To do: Copies of all lines containing the string "CacheStore" are needed from the data below.

Extracted data:
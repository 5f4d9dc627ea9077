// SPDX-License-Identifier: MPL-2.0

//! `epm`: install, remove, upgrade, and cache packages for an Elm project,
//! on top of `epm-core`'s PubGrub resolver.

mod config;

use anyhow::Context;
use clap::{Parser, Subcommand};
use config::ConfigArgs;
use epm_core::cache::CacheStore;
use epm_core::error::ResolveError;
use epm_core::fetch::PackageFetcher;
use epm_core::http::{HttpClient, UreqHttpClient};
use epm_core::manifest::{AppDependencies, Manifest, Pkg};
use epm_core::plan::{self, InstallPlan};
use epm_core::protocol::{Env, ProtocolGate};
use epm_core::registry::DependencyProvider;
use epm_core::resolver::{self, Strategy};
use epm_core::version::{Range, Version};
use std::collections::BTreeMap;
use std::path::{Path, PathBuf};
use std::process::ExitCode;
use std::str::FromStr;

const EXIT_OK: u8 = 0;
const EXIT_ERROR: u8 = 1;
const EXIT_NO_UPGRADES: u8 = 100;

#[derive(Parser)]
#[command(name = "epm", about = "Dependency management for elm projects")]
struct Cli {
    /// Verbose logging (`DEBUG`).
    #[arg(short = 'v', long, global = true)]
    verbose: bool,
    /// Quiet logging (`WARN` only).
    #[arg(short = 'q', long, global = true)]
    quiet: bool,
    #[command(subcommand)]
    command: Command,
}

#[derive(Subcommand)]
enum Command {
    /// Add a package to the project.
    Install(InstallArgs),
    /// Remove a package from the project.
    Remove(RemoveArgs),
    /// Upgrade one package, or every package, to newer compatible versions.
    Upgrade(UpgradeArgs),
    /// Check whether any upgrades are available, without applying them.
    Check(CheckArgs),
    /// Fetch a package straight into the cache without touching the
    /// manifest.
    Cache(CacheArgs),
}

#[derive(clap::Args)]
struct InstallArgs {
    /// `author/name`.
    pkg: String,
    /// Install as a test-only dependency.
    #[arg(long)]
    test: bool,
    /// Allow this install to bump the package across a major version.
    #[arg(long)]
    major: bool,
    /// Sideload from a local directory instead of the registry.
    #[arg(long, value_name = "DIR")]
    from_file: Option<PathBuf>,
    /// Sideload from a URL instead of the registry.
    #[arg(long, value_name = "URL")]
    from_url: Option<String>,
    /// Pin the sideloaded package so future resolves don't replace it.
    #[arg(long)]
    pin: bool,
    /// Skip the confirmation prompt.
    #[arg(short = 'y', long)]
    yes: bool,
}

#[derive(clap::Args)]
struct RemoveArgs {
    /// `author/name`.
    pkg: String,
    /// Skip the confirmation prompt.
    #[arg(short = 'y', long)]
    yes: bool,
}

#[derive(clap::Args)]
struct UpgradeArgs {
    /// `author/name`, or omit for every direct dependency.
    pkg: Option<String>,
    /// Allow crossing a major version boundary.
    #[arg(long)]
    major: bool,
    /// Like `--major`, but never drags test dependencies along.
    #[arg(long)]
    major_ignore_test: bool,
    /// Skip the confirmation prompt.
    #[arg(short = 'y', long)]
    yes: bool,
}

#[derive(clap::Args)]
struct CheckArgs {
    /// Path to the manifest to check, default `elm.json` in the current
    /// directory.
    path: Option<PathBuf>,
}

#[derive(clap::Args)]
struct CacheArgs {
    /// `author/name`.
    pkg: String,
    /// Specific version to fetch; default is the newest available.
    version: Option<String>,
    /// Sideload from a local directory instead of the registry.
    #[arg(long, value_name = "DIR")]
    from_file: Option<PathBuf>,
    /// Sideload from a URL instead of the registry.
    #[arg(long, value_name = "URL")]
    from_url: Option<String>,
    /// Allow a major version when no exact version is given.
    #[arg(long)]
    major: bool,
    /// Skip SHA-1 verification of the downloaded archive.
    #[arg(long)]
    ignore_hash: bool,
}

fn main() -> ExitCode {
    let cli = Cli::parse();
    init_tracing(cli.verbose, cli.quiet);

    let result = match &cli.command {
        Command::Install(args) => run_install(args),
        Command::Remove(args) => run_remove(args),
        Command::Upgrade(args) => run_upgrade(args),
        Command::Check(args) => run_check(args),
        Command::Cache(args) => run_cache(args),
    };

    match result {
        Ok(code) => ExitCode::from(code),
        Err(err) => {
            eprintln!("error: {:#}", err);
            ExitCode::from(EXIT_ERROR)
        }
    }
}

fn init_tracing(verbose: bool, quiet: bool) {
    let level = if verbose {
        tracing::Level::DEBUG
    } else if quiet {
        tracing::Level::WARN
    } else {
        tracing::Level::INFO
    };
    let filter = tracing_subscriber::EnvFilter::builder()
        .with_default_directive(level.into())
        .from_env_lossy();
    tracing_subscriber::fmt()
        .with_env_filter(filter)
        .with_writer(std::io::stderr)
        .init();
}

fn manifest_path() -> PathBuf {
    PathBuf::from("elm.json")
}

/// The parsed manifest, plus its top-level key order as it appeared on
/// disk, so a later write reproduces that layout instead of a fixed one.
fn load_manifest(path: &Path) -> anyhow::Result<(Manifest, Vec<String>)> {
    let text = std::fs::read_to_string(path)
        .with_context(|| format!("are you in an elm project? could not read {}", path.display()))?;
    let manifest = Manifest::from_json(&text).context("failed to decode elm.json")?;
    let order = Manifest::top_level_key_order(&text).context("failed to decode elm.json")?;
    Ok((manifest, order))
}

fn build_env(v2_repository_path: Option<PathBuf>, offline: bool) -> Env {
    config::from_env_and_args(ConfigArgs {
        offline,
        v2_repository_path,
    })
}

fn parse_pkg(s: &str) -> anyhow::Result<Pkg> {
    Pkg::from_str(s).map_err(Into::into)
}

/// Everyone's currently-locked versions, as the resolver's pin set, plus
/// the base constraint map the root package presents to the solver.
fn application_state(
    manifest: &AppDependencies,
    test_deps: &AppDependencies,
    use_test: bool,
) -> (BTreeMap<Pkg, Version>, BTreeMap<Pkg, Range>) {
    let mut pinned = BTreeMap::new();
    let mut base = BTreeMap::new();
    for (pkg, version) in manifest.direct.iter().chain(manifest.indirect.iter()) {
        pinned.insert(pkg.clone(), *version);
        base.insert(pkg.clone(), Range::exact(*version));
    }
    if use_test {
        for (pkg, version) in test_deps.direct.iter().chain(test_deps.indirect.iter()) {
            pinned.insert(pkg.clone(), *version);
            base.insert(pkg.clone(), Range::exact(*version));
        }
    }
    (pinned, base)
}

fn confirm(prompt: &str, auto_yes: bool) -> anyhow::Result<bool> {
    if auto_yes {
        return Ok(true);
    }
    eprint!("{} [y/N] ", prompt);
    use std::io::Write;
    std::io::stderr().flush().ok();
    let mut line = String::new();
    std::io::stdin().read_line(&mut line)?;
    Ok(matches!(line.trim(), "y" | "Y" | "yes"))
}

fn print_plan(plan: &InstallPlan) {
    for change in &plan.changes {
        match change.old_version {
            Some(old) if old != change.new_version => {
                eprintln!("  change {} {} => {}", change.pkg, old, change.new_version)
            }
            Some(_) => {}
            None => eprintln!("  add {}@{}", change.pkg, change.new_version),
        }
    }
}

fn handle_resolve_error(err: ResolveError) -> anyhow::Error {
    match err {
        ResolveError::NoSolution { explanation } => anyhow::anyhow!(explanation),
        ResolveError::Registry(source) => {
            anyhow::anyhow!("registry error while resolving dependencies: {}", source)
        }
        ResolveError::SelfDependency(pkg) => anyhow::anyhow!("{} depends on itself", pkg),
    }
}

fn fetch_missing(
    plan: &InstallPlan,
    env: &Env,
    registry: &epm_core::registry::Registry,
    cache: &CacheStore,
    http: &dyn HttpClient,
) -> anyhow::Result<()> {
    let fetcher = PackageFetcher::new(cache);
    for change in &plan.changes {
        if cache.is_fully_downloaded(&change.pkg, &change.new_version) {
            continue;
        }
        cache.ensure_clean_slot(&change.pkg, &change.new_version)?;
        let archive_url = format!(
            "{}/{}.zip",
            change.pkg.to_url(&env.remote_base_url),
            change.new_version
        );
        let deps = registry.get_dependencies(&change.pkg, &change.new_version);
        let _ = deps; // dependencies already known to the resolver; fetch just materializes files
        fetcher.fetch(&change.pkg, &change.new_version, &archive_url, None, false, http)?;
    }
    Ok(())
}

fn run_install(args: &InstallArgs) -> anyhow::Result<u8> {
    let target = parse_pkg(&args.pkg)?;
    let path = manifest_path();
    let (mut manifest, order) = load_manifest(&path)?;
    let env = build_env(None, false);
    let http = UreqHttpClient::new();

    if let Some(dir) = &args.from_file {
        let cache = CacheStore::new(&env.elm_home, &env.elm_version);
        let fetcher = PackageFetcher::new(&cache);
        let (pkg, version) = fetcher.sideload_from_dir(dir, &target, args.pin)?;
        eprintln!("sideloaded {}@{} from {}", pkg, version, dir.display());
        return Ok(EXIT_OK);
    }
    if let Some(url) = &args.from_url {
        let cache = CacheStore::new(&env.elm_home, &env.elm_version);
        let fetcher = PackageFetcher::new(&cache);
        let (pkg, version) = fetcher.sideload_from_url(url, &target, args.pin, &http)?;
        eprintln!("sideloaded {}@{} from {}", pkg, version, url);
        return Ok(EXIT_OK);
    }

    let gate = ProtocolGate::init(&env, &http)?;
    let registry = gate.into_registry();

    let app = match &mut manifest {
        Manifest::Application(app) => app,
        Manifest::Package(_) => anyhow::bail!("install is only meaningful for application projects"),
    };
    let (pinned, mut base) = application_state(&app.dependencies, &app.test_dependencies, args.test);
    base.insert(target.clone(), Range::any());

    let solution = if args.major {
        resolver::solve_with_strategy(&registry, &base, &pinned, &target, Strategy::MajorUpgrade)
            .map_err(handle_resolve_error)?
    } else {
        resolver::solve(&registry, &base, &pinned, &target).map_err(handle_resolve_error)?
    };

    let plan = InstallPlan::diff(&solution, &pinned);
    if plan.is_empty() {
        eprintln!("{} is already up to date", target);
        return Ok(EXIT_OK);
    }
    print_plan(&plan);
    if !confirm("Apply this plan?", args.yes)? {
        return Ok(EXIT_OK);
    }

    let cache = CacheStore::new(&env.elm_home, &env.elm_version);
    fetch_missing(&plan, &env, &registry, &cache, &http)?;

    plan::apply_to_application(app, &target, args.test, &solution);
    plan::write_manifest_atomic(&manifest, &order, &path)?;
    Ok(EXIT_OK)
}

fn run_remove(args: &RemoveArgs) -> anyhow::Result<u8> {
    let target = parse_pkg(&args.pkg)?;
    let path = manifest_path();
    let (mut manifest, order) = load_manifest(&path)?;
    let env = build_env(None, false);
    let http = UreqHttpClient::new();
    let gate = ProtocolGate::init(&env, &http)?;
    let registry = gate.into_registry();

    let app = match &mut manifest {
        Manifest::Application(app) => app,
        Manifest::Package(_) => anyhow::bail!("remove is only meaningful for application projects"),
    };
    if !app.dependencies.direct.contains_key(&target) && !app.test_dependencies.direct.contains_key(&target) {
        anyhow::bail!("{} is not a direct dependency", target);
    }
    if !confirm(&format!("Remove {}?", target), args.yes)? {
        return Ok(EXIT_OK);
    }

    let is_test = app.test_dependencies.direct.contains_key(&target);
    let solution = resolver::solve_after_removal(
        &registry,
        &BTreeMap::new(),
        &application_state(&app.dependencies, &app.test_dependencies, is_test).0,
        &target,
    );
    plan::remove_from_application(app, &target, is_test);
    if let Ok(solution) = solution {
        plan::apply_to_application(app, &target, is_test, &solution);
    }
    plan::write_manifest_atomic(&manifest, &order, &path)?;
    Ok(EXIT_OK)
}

Response to this task:
use epm_core::cache::CacheStore;
    cache: &CacheStore,
        let cache = CacheStore::new(&env.elm_home, &env.elm_version);
        let cache = CacheStore::new(&env.elm_home, &env.elm_version);
    let cache = CacheStore::new(&env.elm_home, &env.elm_version);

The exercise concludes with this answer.